Search the entries below for the word "NaiveTime", then copy each line in which it is found.

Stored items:
------------

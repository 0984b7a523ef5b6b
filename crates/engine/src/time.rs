use chrono::{DateTime, NaiveDate, NaiveDateTime, NaiveTime};

const TERMINAL_FORMATS: &[&str] = &[
    "%Y.%m.%d %H:%M:%S",
    "%Y.%m.%d %H:%M",
    "%Y-%m-%d %H:%M:%S",
    "%Y-%m-%dT%H:%M:%S",
    "%Y-%m-%dT%H:%M:%S%.f",
    "%d.%m.%Y %H:%M:%S",
];

/// Parse a timestamp as terminals write it. Unparseable input gives `None`.
pub fn parse_terminal_time(raw: &str) -> Option<NaiveDateTime> {
    let raw = raw.trim();
    if raw.is_empty() {
        return None;
    }
    for format in TERMINAL_FORMATS {
        if let Ok(ts) = NaiveDateTime::parse_from_str(raw, format) {
            return Some(ts);
        }
    }
    if let Ok(ts) = DateTime::parse_from_rfc3339(raw) {
        return Some(ts.naive_local());
    }
    NaiveDate::parse_from_str(raw, "%Y.%m.%d")
        .or_else(|_| NaiveDate::parse_from_str(raw, "%Y-%m-%d"))
        .ok()
        .map(|d| d.and_time(NaiveTime::MIN))
}

/// Number of days in a month, `None` for an invalid year/month.
pub fn days_in_month(year: i32, month: u32) -> Option<u32> {
    let first = NaiveDate::from_ymd_opt(year, month, 1)?;
    let next = if month == 12 {
        NaiveDate::from_ymd_opt(year + 1, 1, 1)?
    } else {
        NaiveDate::from_ymd_opt(year, month + 1, 1)?
    };
    u32::try_from((next - first).num_days()).ok()
}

------------

- _Answer for this exercise_
use chrono::{DateTime, NaiveDate, NaiveDateTime, NaiveTime};
        .map(|d| d.and_time(NaiveTime::MIN))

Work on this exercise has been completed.